Provided material Block Start

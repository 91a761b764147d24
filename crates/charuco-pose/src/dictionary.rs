//! Marker dictionary selection.
//!
//! The bit patterns themselves belong to the marker detector; this module only
//! names the dictionary and carries its size so boards can be validated.

use serde::{Deserialize, Serialize};

/// Standard marker dictionaries, numbered as in the common ArUco catalog.
#[allow(non_camel_case_types)]
#[derive(Clone, Copy, Debug, PartialEq, Eq, Hash, Serialize, Deserialize)]
pub enum PredefinedDictionary {
    #[serde(rename = "DICT_4X4_50")]
    Dict4x4_50,
    #[serde(rename = "DICT_4X4_100")]
    Dict4x4_100,
    #[serde(rename = "DICT_4X4_250")]
    Dict4x4_250,
    #[serde(rename = "DICT_4X4_1000")]
    Dict4x4_1000,
    #[serde(rename = "DICT_5X5_50")]
    Dict5x5_50,
    #[serde(rename = "DICT_5X5_100")]
    Dict5x5_100,
    #[serde(rename = "DICT_5X5_250")]
    Dict5x5_250,
    #[serde(rename = "DICT_5X5_1000")]
    Dict5x5_1000,
    #[serde(rename = "DICT_6X6_50")]
    Dict6x6_50,
    #[serde(rename = "DICT_6X6_100")]
    Dict6x6_100,
    #[serde(rename = "DICT_6X6_250")]
    Dict6x6_250,
    #[serde(rename = "DICT_6X6_1000")]
    Dict6x6_1000,
    #[serde(rename = "DICT_7X7_50")]
    Dict7x7_50,
    #[serde(rename = "DICT_7X7_100")]
    Dict7x7_100,
    #[serde(rename = "DICT_7X7_250")]
    Dict7x7_250,
    #[serde(rename = "DICT_7X7_1000")]
    Dict7x7_1000,
    #[serde(rename = "DICT_ARUCO_ORIGINAL")]
    ArucoOriginal,
    #[serde(rename = "DICT_APRILTAG_16h5")]
    AprilTag16h5,
    #[serde(rename = "DICT_APRILTAG_25h9")]
    AprilTag25h9,
    #[serde(rename = "DICT_APRILTAG_36h10")]
    AprilTag36h10,
    #[serde(rename = "DICT_APRILTAG_36h11")]
    AprilTag36h11,
}

impl PredefinedDictionary {
    pub const ALL: [PredefinedDictionary; 21] = [
        Self::Dict4x4_50,
        Self::Dict4x4_100,
        Self::Dict4x4_250,
        Self::Dict4x4_1000,
        Self::Dict5x5_50,
        Self::Dict5x5_100,
        Self::Dict5x5_250,
        Self::Dict5x5_1000,
        Self::Dict6x6_50,
        Self::Dict6x6_100,
        Self::Dict6x6_250,
        Self::Dict6x6_1000,
        Self::Dict7x7_50,
        Self::Dict7x7_100,
        Self::Dict7x7_250,
        Self::Dict7x7_1000,
        Self::ArucoOriginal,
        Self::AprilTag16h5,
        Self::AprilTag25h9,
        Self::AprilTag36h10,
        Self::AprilTag36h11,
    ];

    /// Catalog id of this dictionary.
    pub fn id(self) -> i32 {
        Self::ALL
            .iter()
            .position(|&d| d == self)
            .map_or(-1, |i| i as i32)
    }

    /// Look up a dictionary by catalog id.
    pub fn from_id(id: i32) -> Option<Self> {
        usize::try_from(id)
            .ok()
            .and_then(|i| Self::ALL.get(i).copied())
    }

    /// Inner bits per marker side.
    pub fn bits_per_side(self) -> u32 {
        match self {
            Self::Dict4x4_50 | Self::Dict4x4_100 | Self::Dict4x4_250 | Self::Dict4x4_1000 => 4,
            Self::AprilTag16h5 => 4,
            Self::Dict5x5_50 | Self::Dict5x5_100 | Self::Dict5x5_250 | Self::Dict5x5_1000 => 5,
            Self::ArucoOriginal | Self::AprilTag25h9 => 5,
            Self::Dict6x6_50 | Self::Dict6x6_100 | Self::Dict6x6_250 | Self::Dict6x6_1000 => 6,
            Self::AprilTag36h10 | Self::AprilTag36h11 => 6,
            Self::Dict7x7_50 | Self::Dict7x7_100 | Self::Dict7x7_250 | Self::Dict7x7_1000 => 7,
        }
    }

    /// Number of distinct markers in the dictionary.
    pub fn marker_count(self) -> u32 {
        match self {
            Self::Dict4x4_50 | Self::Dict5x5_50 | Self::Dict6x6_50 | Self::Dict7x7_50 => 50,
            Self::Dict4x4_100 | Self::Dict5x5_100 | Self::Dict6x6_100 | Self::Dict7x7_100 => 100,
            Self::Dict4x4_250 | Self::Dict5x5_250 | Self::Dict6x6_250 | Self::Dict7x7_250 => 250,
            Self::Dict4x4_1000 | Self::Dict5x5_1000 | Self::Dict6x6_1000 | Self::Dict7x7_1000 => {
                1000
            }
            Self::ArucoOriginal => 1024,
            Self::AprilTag16h5 => 30,
            Self::AprilTag25h9 => 35,
            Self::AprilTag36h10 => 2320,
            Self::AprilTag36h11 => 587,
        }
    }
}

/// Opaque handle to the symbol dictionary printed on the board.
#[derive(Clone, Copy, Debug, PartialEq, Eq, Hash, Serialize, Deserialize)]
#[serde(rename_all = "snake_case")]
pub enum DictionarySpec {
    /// Entry of the standard catalog.
    Predefined(PredefinedDictionary),
    /// Dictionary generated on demand with the given size and bit depth.
    Custom {
        marker_count: u32,
        bits_per_side: u32,
    },
}

impl DictionarySpec {
    /// Resolve a catalog id; ids `<= 0` select a generated dictionary.
    ///
    /// Returns `None` for positive ids outside the catalog.
    pub fn from_config(dictionary_id: i32, marker_count: u32, bits_per_side: u32) -> Option<Self> {
        if dictionary_id > 0 {
            PredefinedDictionary::from_id(dictionary_id).map(Self::Predefined)
        } else {
            Some(Self::Custom {
                marker_count,
                bits_per_side,
            })
        }
    }

    pub fn marker_count(&self) -> u32 {
        match *self {
            Self::Predefined(d) => d.marker_count(),
            Self::Custom { marker_count, .. } => marker_count,
        }
    }

    pub fn bits_per_side(&self) -> u32 {
        match *self {
            Self::Predefined(d) => d.bits_per_side(),
            Self::Custom { bits_per_side, .. } => bits_per_side,
        }
    }
}

#[cfg(test)]
mod tests {
    use super::*;

    #[test]
    fn catalog_ids_round_trip() {
        for (i, d) in PredefinedDictionary::ALL.iter().enumerate() {
            assert_eq!(d.id(), i as i32);
            assert_eq!(PredefinedDictionary::from_id(i as i32), Some(*d));
        }
        assert_eq!(PredefinedDictionary::from_id(21), None);
        assert_eq!(PredefinedDictionary::from_id(-1), None);
    }

    #[test]
    fn default_board_dictionary_is_6x6_250() {
        let d = DictionarySpec::from_config(10, 70, 6).expect("known id");
        assert_eq!(
            d,
            DictionarySpec::Predefined(PredefinedDictionary::Dict6x6_250)
        );
        assert_eq!(d.bits_per_side(), 6);
        assert_eq!(d.marker_count(), 250);
    }

    #[test]
    fn non_positive_id_generates_custom_dictionary() {
        assert_eq!(
            DictionarySpec::from_config(0, 70, 6),
            Some(DictionarySpec::Custom {
                marker_count: 70,
                bits_per_side: 6
            })
        );
        assert_eq!(DictionarySpec::from_config(99, 70, 6), None);
    }
}
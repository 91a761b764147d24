//! Detector, refinement and interpolation parameters.

use serde::{Deserialize, Serialize};

/// Sub-pixel refinement applied to marker corners by the marker detector.
#[derive(Clone, Copy, Debug, Default, PartialEq, Eq, Serialize, Deserialize)]
#[serde(rename_all = "snake_case")]
pub enum CornerRefinementMethod {
    #[default]
    None,
    Subpix,
    Contour,
    Apriltag,
}

impl CornerRefinementMethod {
    /// Map the integer code used by the common ArUco parameter set.
    pub fn from_code(code: i32) -> Option<Self> {
        match code {
            0 => Some(Self::None),
            1 => Some(Self::Subpix),
            2 => Some(Self::Contour),
            3 => Some(Self::Apriltag),
            _ => None,
        }
    }
}

/// Thresholds forwarded to the marker detector.
///
/// Values are not validated here; the detector implementation rejects what it
/// cannot handle.
#[derive(Clone, Debug, PartialEq, Serialize, Deserialize)]
#[serde(default)]
pub struct DetectorParams {
    pub adaptive_thresh_win_size_min: i32,
    pub adaptive_thresh_win_size_max: i32,
    pub adaptive_thresh_win_size_step: i32,
    /// Constant subtracted from the local mean during adaptive thresholding.
    pub adaptive_thresh_constant: f64,
    /// Candidate perimeter bounds, relative to the largest image side.
    pub min_marker_perimeter_rate: f64,
    pub max_marker_perimeter_rate: f64,
    pub polygonal_approx_accuracy_rate: f64,
    pub min_corner_distance_rate: f64,
    /// Pixels.
    pub min_distance_to_border: i32,
    pub min_marker_distance_rate: f64,
    pub corner_refinement_method: CornerRefinementMethod,
    pub corner_refinement_win_size: i32,
    pub corner_refinement_max_iterations: i32,
    pub corner_refinement_min_accuracy: f64,
    pub marker_border_bits: i32,
    pub perspective_remove_pixel_per_cell: i32,
    pub perspective_remove_ignored_margin_per_cell: f64,
    pub max_erroneous_bits_in_border_rate: f64,
    pub min_otsu_std_dev: f64,
    pub error_correction_rate: f64,
}

impl Default for DetectorParams {
    fn default() -> Self {
        Self {
            adaptive_thresh_win_size_min: 3,
            adaptive_thresh_win_size_max: 23,
            adaptive_thresh_win_size_step: 10,
            adaptive_thresh_constant: 7.0,
            min_marker_perimeter_rate: 0.03,
            max_marker_perimeter_rate: 4.0,
            polygonal_approx_accuracy_rate: 0.03,
            min_corner_distance_rate: 0.05,
            min_distance_to_border: 3,
            min_marker_distance_rate: 0.05,
            corner_refinement_method: CornerRefinementMethod::None,
            corner_refinement_win_size: 5,
            corner_refinement_max_iterations: 30,
            corner_refinement_min_accuracy: 0.1,
            marker_border_bits: 1,
            perspective_remove_pixel_per_cell: 4,
            perspective_remove_ignored_margin_per_cell: 0.13,
            max_erroneous_bits_in_border_rate: 0.35,
            min_otsu_std_dev: 5.0,
            error_correction_rate: 0.6,
        }
    }
}

/// Recovery of markers missed by the first detection pass.
#[derive(Clone, Debug, PartialEq, Serialize, Deserialize)]
#[serde(default)]
pub struct RefineParams {
    /// Maximum mean corner distance (pixels) between a projected marker and a
    /// rejected candidate for the candidate to be adopted.
    pub min_rep_distance: f64,
    /// Try all four corner orderings of each candidate.
    pub check_all_orders: bool,
}

impl Default for RefineParams {
    fn default() -> Self {
        Self {
            min_rep_distance: 10.0,
            check_all_orders: true,
        }
    }
}

/// Board corner interpolation and sub-pixel refinement.
#[derive(Clone, Debug, PartialEq, Serialize, Deserialize)]
#[serde(default)]
pub struct InterpolationParams {
    /// Detected markers that must touch a corner for it to be reported.
    pub min_markers: usize,
    /// Half-size of the refinement window; `0` derives it from the local
    /// square size in pixels.
    pub subpix_half_window: usize,
    pub subpix_max_iterations: usize,
    /// Stop once the update moves the corner less than this many pixels.
    pub subpix_epsilon: f64,
}

impl Default for InterpolationParams {
    fn default() -> Self {
        Self {
            min_markers: 2,
            subpix_half_window: 0,
            subpix_max_iterations: 100,
            subpix_epsilon: 0.01,
        }
    }
}
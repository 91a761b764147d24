//! Detection overlay rendering.

use crate::backend::{BoardCorners, MarkerDetections, Quad};
use crate::board::CharucoBoard;
use charuco_pose_core::{BoardPose, CameraIntrinsics, GrayImageView};
use image::{Rgb, RgbImage};
use imageproc::drawing::{draw_hollow_circle_mut, draw_hollow_rect_mut, draw_line_segment_mut};
use imageproc::rect::Rect;
use nalgebra::{Point2, Point3};

pub const MARKER_COLOR: Rgb<u8> = Rgb([0, 255, 0]);
pub const MARKER_FIRST_CORNER_COLOR: Rgb<u8> = Rgb([255, 0, 0]);
pub const REJECTED_COLOR: Rgb<u8> = Rgb([255, 0, 100]);
pub const CORNER_COLOR: Rgb<u8> = Rgb([0, 0, 255]);
pub const AXIS_COLORS: [Rgb<u8>; 3] = [Rgb([255, 0, 0]), Rgb([0, 255, 0]), Rgb([0, 0, 255])];

/// Gray input replicated into three channels.
pub fn gray_to_canvas(image: &GrayImageView<'_>) -> RgbImage {
    RgbImage::from_fn(image.width as u32, image.height as u32, |x, y| {
        let v = image.data[y as usize * image.width + x as usize];
        Rgb([v, v, v])
    })
}

/// Markers drawn around a point reach this far from it, pixels.
const MARK_RADIUS: f64 = 4.0;

/// Clip `a -> b` to the canvas (Liang-Barsky).
///
/// `draw_line_segment_mut` walks the whole unclipped span, so a far-off end
/// point would cost one step per pixel of it.
fn clip_segment(
    canvas: &RgbImage,
    a: Point2<f64>,
    b: Point2<f64>,
) -> Option<((f32, f32), (f32, f32))> {
    if !(a.x.is_finite() && a.y.is_finite() && b.x.is_finite() && b.y.is_finite()) {
        return None;
    }
    let (w, h) = (canvas.width() as f64, canvas.height() as f64);
    let d = b - a;
    let mut t0 = 0.0_f64;
    let mut t1 = 1.0_f64;
    for (p, q) in [
        (-d.x, a.x + 1.0),
        (d.x, w - a.x),
        (-d.y, a.y + 1.0),
        (d.y, h - a.y),
    ] {
        if p == 0.0 {
            if q < 0.0 {
                return None;
            }
            continue;
        }
        let r = q / p;
        if p < 0.0 {
            t0 = t0.max(r);
        } else {
            t1 = t1.min(r);
        }
        if t0 > t1 {
            return None;
        }
    }
    let start = a + d * t0;
    let end = a + d * t1;
    Some(((start.x as f32, start.y as f32), (end.x as f32, end.y as f32)))
}

fn draw_segment(canvas: &mut RgbImage, a: Point2<f64>, b: Point2<f64>, color: Rgb<u8>) {
    if let Some((start, end)) = clip_segment(canvas, a, b) {
        draw_line_segment_mut(canvas, start, end, color);
    }
}

/// Integer pixel of `p` if a mark around it can touch the canvas.
fn mark_center(canvas: &RgbImage, p: Point2<f64>) -> Option<(i32, i32)> {
    let on_canvas = p.x > -MARK_RADIUS
        && p.y > -MARK_RADIUS
        && p.x < canvas.width() as f64 + MARK_RADIUS
        && p.y < canvas.height() as f64 + MARK_RADIUS;
    on_canvas.then(|| (p.x.round() as i32, p.y.round() as i32))
}

fn draw_quad(canvas: &mut RgbImage, quad: &Quad, color: Rgb<u8>) {
    for k in 0..4 {
        draw_segment(canvas, quad[k], quad[(k + 1) % 4], color);
    }
}

/// Accepted markers in green with their first corner boxed in red.
pub fn draw_markers(canvas: &mut RgbImage, detections: &MarkerDetections) {
    for quad in &detections.corners {
        draw_quad(canvas, quad, MARKER_COLOR);
        if let Some((x, y)) = mark_center(canvas, quad[0]) {
            draw_hollow_rect_mut(canvas, Rect::at(x - 3, y - 3).of_size(7, 7), MARKER_FIRST_CORNER_COLOR);
        }
    }
}

pub fn draw_rejected(canvas: &mut RgbImage, rejected: &[Quad]) {
    for quad in rejected {
        draw_quad(canvas, quad, REJECTED_COLOR);
    }
}

pub fn draw_board_corners(canvas: &mut RgbImage, corners: &BoardCorners) {
    for p in &corners.corners {
        if let Some(center) = mark_center(canvas, *p) {
            draw_hollow_circle_mut(canvas, center, 3, CORNER_COLOR);
        }
    }
}

/// Board frame axes (x red, y green, z blue) projected with the estimated pose.
///
/// Returns `false` if an axis end point does not project.
pub fn draw_axes(
    canvas: &mut RgbImage,
    board: &CharucoBoard,
    camera: &CameraIntrinsics,
    pose: &BoardPose,
) -> bool {
    let len = board.axis_length_m();
    let points = [
        Point3::origin(),
        Point3::new(len, 0.0, 0.0),
        Point3::new(0.0, len, 0.0),
        Point3::new(0.0, 0.0, len),
    ];
    let mut projected = [Point2::origin(); 4];
    for (dst, p) in projected.iter_mut().zip(&points) {
        match camera.project(&pose.transform_point(p)) {
            Some(px) => *dst = px,
            None => return false,
        }
    }
    for (axis, color) in AXIS_COLORS.iter().enumerate() {
        draw_segment(canvas, projected[0], projected[axis + 1], *color);
    }
    true
}
//! HTTP client for the studydesk API.
//!
//! The client keeps the token returned by signup/login in a [`TokenStore`]
//! and presents it on guarded routes.

use api_types::{
    Role,
    auth::{AuthResponse, Login, Signup},
    user::{SetRole, User, UserResponse},
};
use reqwest::{RequestBuilder, StatusCode, Url};
use serde::{Deserialize, de::DeserializeOwned};
use thiserror::Error;

pub use store::{Session, TokenStore, default_store_path};

mod store;

pub type Result<T> = std::result::Result<T, ClientError>;

#[derive(Debug, Error)]
pub enum ClientError {
    #[error("not logged in")]
    NotLoggedIn,
    #[error("unauthorized: {0}")]
    Unauthorized(String),
    #[error("not found: {0}")]
    NotFound(String),
    #[error("conflict: {0}")]
    Conflict(String),
    #[error("validation failed: {0}")]
    Validation(String),
    #[error("server error: {0}")]
    Server(String),
    #[error("invalid base_url: {0}")]
    InvalidUrl(String),
    #[error("http error: {0}")]
    Transport(#[from] reqwest::Error),
    #[error("io error: {0}")]
    Io(#[from] std::io::Error),
    #[error("json error: {0}")]
    Json(#[from] serde_json::Error),
}

#[derive(Debug, Deserialize)]
struct ErrorResponse {
    message: String,
}

#[derive(Debug)]
pub struct Client {
    base_url: Url,
    http: reqwest::Client,
    store: TokenStore,
}

impl Client {
    pub fn new(base_url: &str, store: TokenStore) -> Result<Self> {
        let base_url =
            Url::parse(base_url).map_err(|err| ClientError::InvalidUrl(err.to_string()))?;
        Ok(Self {
            base_url,
            http: reqwest::Client::new(),
            store,
        })
    }

    /// The current (unexpired) session, if any.
    pub fn session(&self) -> Option<&Session> {
        self.store.session()
    }

    pub async fn signup(&mut self, payload: &Signup) -> Result<AuthResponse> {
        let request = self.http.post(self.endpoint("signup")?).json(payload);
        let response: AuthResponse = self.send(request).await?;
        self.remember(&response)?;
        Ok(response)
    }

    pub async fn login(&mut self, email: &str, password: &str) -> Result<AuthResponse> {
        let payload = Login {
            email: email.to_string(),
            password: password.to_string(),
        };
        let request = self.http.post(self.endpoint("login")?).json(&payload);
        let response: AuthResponse = self.send(request).await?;
        self.remember(&response)?;
        Ok(response)
    }

    pub async fn set_role(&mut self, role: Role) -> Result<AuthResponse> {
        let token = self.token()?;
        let request = self
            .http
            .post(self.endpoint("api/set-role")?)
            .bearer_auth(token)
            .json(&SetRole { role });
        let response: AuthResponse = self.send(request).await?;
        self.remember(&response)?;
        Ok(response)
    }

    pub async fn me(&self) -> Result<User> {
        let token = self.token()?;
        let request = self.http.get(self.endpoint("me")?).bearer_auth(token);
        let response: UserResponse = self.send(request).await?;
        Ok(response.user)
    }

    /// Forget the stored session. Tokens are stateless, so the server is not
    /// contacted.
    pub fn logout(&mut self) -> Result<()> {
        self.store.clear()
    }

    fn token(&self) -> Result<String> {
        self.store
            .session()
            .map(|session| session.token.clone())
            .ok_or(ClientError::NotLoggedIn)
    }

    fn remember(&mut self, response: &AuthResponse) -> Result<()> {
        tracing::debug!(path = %self.store.path().display(), "saving session");
        self.store.save(Session::from_response(response))
    }

    fn endpoint(&self, path: &str) -> Result<Url> {
        self.base_url
            .join(path)
            .map_err(|err| ClientError::InvalidUrl(err.to_string()))
    }

    async fn send<T: DeserializeOwned>(&self, request: RequestBuilder) -> Result<T> {
        let res = request.send().await?;

        if res.status().is_success() {
            return Ok(res.json::<T>().await?);
        }

        let status = res.status();
        let body = res
            .json::<ErrorResponse>()
            .await
            .map(|err| err.message)
            .unwrap_or_else(|_| "unknown error".to_string());

        let err = match status {
            StatusCode::UNAUTHORIZED => ClientError::Unauthorized(body),
            StatusCode::NOT_FOUND => ClientError::NotFound(body),
            StatusCode::CONFLICT => ClientError::Conflict(body),
            StatusCode::BAD_REQUEST | StatusCode::UNPROCESSABLE_ENTITY => {
                ClientError::Validation(body)
            }
            _ => ClientError::Server(body),
        };
        Err(err)
    }
}
use accounts::AccountsError;
use api_types::Status;
use axum::{
    Json,
    extract::rejection::JsonRejection,
    http::StatusCode,
    response::IntoResponse,
};

pub use server::{ServerState, router, run_with_listener, spawn_with_listener};

mod server;
mod session;
mod user;

pub enum ServerError {
    Accounts(AccountsError),
    Unauthorized(String),
    /// Well-formed JSON whose fields do not fit the payload type.
    Validation(String),
    Generic(String),
}

fn status_for_accounts_error(err: &AccountsError) -> StatusCode {
    match err {
        AccountsError::InvalidCredentials | AccountsError::InvalidToken(_) => {
            StatusCode::UNAUTHORIZED
        }
        AccountsError::KeyNotFound(_) => StatusCode::NOT_FOUND,
        AccountsError::ExistingKey(_) => StatusCode::CONFLICT,
        AccountsError::InvalidInput(_) | AccountsError::InvalidRole(_) => {
            StatusCode::UNPROCESSABLE_ENTITY
        }
        AccountsError::Database(_) | AccountsError::Hashing(_) | AccountsError::Signing(_) => {
            StatusCode::INTERNAL_SERVER_ERROR
        }
    }
}

fn message_for_accounts_error(err: AccountsError) -> String {
    match err {
        AccountsError::Database(db_err) => {
            tracing::error!("database error: {db_err}");
            "internal server error".to_string()
        }
        AccountsError::Hashing(detail) | AccountsError::Signing(detail) => {
            tracing::error!("credential error: {detail}");
            "internal server error".to_string()
        }
        // The decoder's reason is only useful in logs.
        AccountsError::InvalidToken(detail) => {
            tracing::debug!("token rejected: {detail}");
            "invalid or expired token".to_string()
        }
        other => other.to_string(),
    }
}

impl IntoResponse for ServerError {
    fn into_response(self) -> axum::response::Response {
        let (status, message) = match self {
            ServerError::Accounts(err) => (
                status_for_accounts_error(&err),
                message_for_accounts_error(err),
            ),
            ServerError::Unauthorized(message) => (StatusCode::UNAUTHORIZED, message),
            ServerError::Validation(message) => (StatusCode::UNPROCESSABLE_ENTITY, message),
            ServerError::Generic(message) => (StatusCode::BAD_REQUEST, message),
        };

        (
            status,
            Json(Status {
                success: false,
                message,
            }),
        )
            .into_response()
    }
}

impl From<AccountsError> for ServerError {
    fn from(value: AccountsError) -> Self {
        Self::Accounts(value)
    }
}

impl From<JsonRejection> for ServerError {
    fn from(value: JsonRejection) -> Self {
        match value {
            JsonRejection::JsonDataError(_) => Self::Validation(value.body_text()),
            _ => Self::Generic(value.body_text()),
        }
    }
}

Provided material Block End

*Problem statement*: The requested lines run from the one with "Self::Accounts(value)" through the last line of the records. Return them exactly.

*Answer space*:
        Self::Accounts(value)
    }
}

impl From<JsonRejection> for ServerError {
    fn from(value: JsonRejection) -> Self {
        match value {
            JsonRejection::JsonDataError(_) => Self::Validation(value.body_text()),
            _ => Self::Generic(value.body_text()),
        }
    }
}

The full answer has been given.